MARKETS

Thiess boss paints slower growth picture

AUSTRALIAS largest contract miner, Thiess is optimistic about growth prospects for the sector des...

Staff Reporter

Managing director Roger Trundle said the company would pursue further opportunities from an expected increase in activity in the coal, iron ore and base metals sectors as the world economy strengthened over the next two years. However, rapid growth was not on the agenda for Thiess’ mining arm, which accounted for about 50% of its $2.4 billion order book.

Trundle said the company’s strategy was to maintain its position with long-term clients, while seeking modest growth in its core skill areas domestically and internationally. With repeat business levels at 80%, he believes understanding customer needs and providing a high level of value adding service are critical.

“We have to ensure that we remain competitive in the full suite of services that we provide, that we continue to deliver innovative mining solutions through the implementation of leading-edge technology, value engineering, proven workplace practices and excellent safety and environmental performance, to allow our clients to remain competitive in the markets in which they operate,” Trundle said.

“Retaining our position on existing projects is a primary objective. In addition, there are a number of new opportunities — both brownfield and greenfield — emerging in Australia, Indonesia and South America, and we are positioning ourselves to secure further work in these locations.”

Thiess is continuing to target coal projects in New South Wales, Queensland and Indonesia. In Western Australia, it is working with Portman Mining on the expansion of the Koolyanobbing iron ore mine in addition to other iron ore prospects in the Pilbara. With an office established in Lima, Peru, Thiess believes it is well positioned to capitalise on growth in gold and base metals, particularly copper, in South America. Current projects include BHP Billiton’s Tintaya copper mine and Newmont Mining’s Yanacocha gold mine, both in Peru.

International projects now account for more than 30% of Thiess’ mining operations.

“All in all, it’s a question of timing,” Trundle said. “Growth in coal, iron ore and base metals won’t occur simultaneously, but I believe we’ll see stronger demand over the next 2-3 years as the global economy recovers. We hope that with the services we provide, the skills we have developed, our commitment to safety and the relationships we have both onshore and offshore, we’ll be a part of that growth.”

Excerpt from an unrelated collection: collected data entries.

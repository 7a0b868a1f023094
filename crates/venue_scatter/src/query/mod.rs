//! Radius-bounded spatial queries over scattered point batches.
//!
//! A user click plus the current zoom level becomes a transient [`QueryCircle`];
//! [`points_within_radius`] filters a batch against it. Distances are planar
//! Euclidean degrees with no latitude correction, matching the small-radius
//! simplification the rest of the crate queries with.
use crate::error::{Error, Result};
use crate::geo::{planar_distance_deg, GeoPoint};
use crate::query::zoom::ZoomRadiusMap;
use crate::scatter::ScatteredPoint;

pub mod zoom;

/// A transient center-plus-radius pair derived from a user interaction.
#[derive(Debug, Clone, Copy, PartialEq)]
#[cfg_attr(feature = "serde", derive(serde::Serialize, serde::Deserialize))]
pub struct QueryCircle {
    /// Center of the query, usually the clicked coordinate.
    pub center: GeoPoint,
    /// Query radius in degrees.
    pub radius_deg: f64,
}

impl QueryCircle {
    /// Creates a query circle, validating the center and radius.
    pub fn new(center: GeoPoint, radius_deg: f64) -> Result<Self> {
        if !center.is_finite() {
            return Err(Error::InvalidArgument("center must be finite".into()));
        }
        if !radius_deg.is_finite() || radius_deg <= 0.0 {
            return Err(Error::InvalidArgument("radius_deg must be > 0".into()));
        }

        Ok(Self { center, radius_deg })
    }

    /// Derives a query circle from a clicked coordinate and the current zoom level.
    pub fn from_click(center: GeoPoint, zoom: i32, map: &ZoomRadiusMap) -> Result<Self> {
        map.validate()?;
        Self::new(center, map.radius_for_zoom(zoom))
    }

    /// Returns true when `point` lies within the circle, boundary included.
    pub fn contains(&self, point: &GeoPoint) -> bool {
        planar_distance_deg(self.center, *point) <= self.radius_deg
    }
}

/// Returns the subset of `points` within `radius_deg` of `center`.
///
/// Input order is preserved; empty input or no matches yield an empty vec.
pub fn points_within_radius<P: Clone>(
    center: GeoPoint,
    radius_deg: f64,
    points: &[ScatteredPoint<P>],
) -> Result<Vec<ScatteredPoint<P>>> {
    let circle = QueryCircle::new(center, radius_deg)?;

    Ok(points
        .iter()
        .filter(|p| circle.contains(&p.position))
        .cloned()
        .collect())
}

Thiess will continue to invest in selected projects and currently holds equity in three coal mines: North Goonyella (40%) and Burton (5%) in Queensland, and Southland (10%) in New South Wales. “The main benefit derived from these investments is that we become a full project partner, which allows us to provide a more effective service to the operation and, hopefully, extend the life and value of the mine in the process, providing benefits to all project participants,” Trundle said.

“Alliances, partnerships and open relationships are very much in keeping with our business philosophy in the mining sector and elsewhere. It is an important and growing feature of our business and one that provides strong alignment of objectives to optimise project outcomes.

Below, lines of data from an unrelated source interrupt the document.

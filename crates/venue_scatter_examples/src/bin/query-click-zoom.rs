use tracing::info;
use venue_scatter::prelude::*;
use venue_scatter_examples::{init_tracing, render_point_layers_to_png, PointStyle, RenderConfig};

fn main() -> anyhow::Result<()> {
    init_tracing();

    // Emirates Stadium, north London.
    let anchor = GeoPoint::new(51.5550, -0.1084);
    let batch = scatter_points::<String>(anchor, 200, &ScatterConfig::default(), &[])?;

    // Sweep the zoom window: zoomed out taps match a wide area, zoomed in a tight one.
    let map = ZoomRadiusMap::default();
    for zoom in 8..=20 {
        let circle = QueryCircle::from_click(anchor, zoom, &map)?;
        let hits = points_within_radius(anchor, circle.radius_deg, &batch)?;
        info!(
            zoom,
            radius_deg = circle.radius_deg,
            hits = hits.len(),
            "click at anchor"
        );
    }

    let zoom = 15;
    let hits = points_within_radius(anchor, map.radius_for_zoom(zoom), &batch)?;

    let all: Vec<GeoPoint> = batch.iter().map(|p| p.position).collect();
    let matched: Vec<GeoPoint> = hits.iter().map(|p| p.position).collect();

    let rc = RenderConfig::new((1000, 1000), anchor, 0.02);
    let out = "query-click-zoom.png";
    render_point_layers_to_png(
        &[
            (
                all,
                PointStyle::Circle {
                    color: [90, 90, 90],
                    radius: 2,
                },
            ),
            (
                matched,
                PointStyle::Circle {
                    color: [120, 220, 120],
                    radius: 3,
                },
            ),
            (
                vec![anchor],
                PointStyle::Circle {
                    color: [255, 96, 64],
                    radius: 5,
                },
            ),
        ],
        &rc,
        out,
    )?;
    info!(out, zoom, hits = hits.len(), "rendered click query");

    Ok(())
}
//! Heat-layer weight normalization.
//!
//! Map heat layers want intensities in `[0, 1]`. [`normalize_heat`] divides
//! each weight by the batch maximum, floored at 1.0 so sparse all-light batches
//! are not inflated to full intensity.
use crate::geo::GeoPoint;
use crate::scatter::ScatteredPoint;

/// A weighted coordinate feeding a heat layer.
#[derive(Debug, Clone, Copy, PartialEq)]
#[cfg_attr(feature = "serde", derive(serde::Serialize, serde::Deserialize))]
pub struct HeatPoint {
    /// Position of the sample.
    pub position: GeoPoint,
    /// Raw weight, any non-negative magnitude.
    pub weight: f64,
}

impl HeatPoint {
    /// Creates a weighted heat point.
    pub fn new(position: GeoPoint, weight: f64) -> Self {
        Self { position, weight }
    }

    /// Creates a heat point with unit weight.
    pub fn unit(position: GeoPoint) -> Self {
        Self::new(position, 1.0)
    }
}

/// A normalized heat sample ready for rendering.
#[derive(Debug, Clone, Copy, PartialEq)]
#[cfg_attr(feature = "serde", derive(serde::Serialize, serde::Deserialize))]
pub struct HeatSample {
    /// Position of the sample.
    pub position: GeoPoint,
    /// Intensity in `[0, 1]`.
    pub intensity: f64,
}

/// Normalizes weights into intensities by dividing by the maximum weight,
/// floored at 1.0. Order is preserved.
pub fn normalize_heat(points: &[HeatPoint]) -> Vec<HeatSample> {
    let max_weight = points.iter().map(|p| p.weight).fold(1.0_f64, f64::max);

    points
        .iter()
        .map(|p| HeatSample {
            position: p.position,
            intensity: p.weight / max_weight,
        })
        .collect()
}

/// Unit-weight heat points from a scattered batch.
pub fn heat_points_from_scatter<P>(points: &[ScatteredPoint<P>]) -> Vec<HeatPoint> {
    points.iter().map(|p| HeatPoint::unit(p.position)).collect()
}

“Our financial strength supports our ability to commit substantial funds to the development and operation of mining projects as well as selective equity investments.”

Trundle believes the contract mining business will remain tough and that there will be further rationalisation of the industry, despite relative stability over the past 18 months. Competition in the provision of contract mining services had been “extreme in many circumstances, driving margins to a point that are not sustainable”, so something had to give. This pointed to the likelihood of mergers, acquisitions and joint ventures, however, Trundle saw no deterioration in the level of competitiveness in the marketplace.

The debate over owner mining versus contract mining was here to stay, he said.

“There will always be circumstances where companies elect to outsource mining services and there will be other companies who will elect to undertake those services inhouse. However, when you consider the expertise, finance, resource flexibility and innovation that external operators can offer, I believe there is a strong case for outsourcing.

“For organisations such as ours, survival is a pretty powerful incentive to stay at the leading edge of industry skills and technology.

“That’s not to say that owners, when they do that work themselves, aren’t skilled and don’t have a high degree of competence, but the same drivers don’t apply.”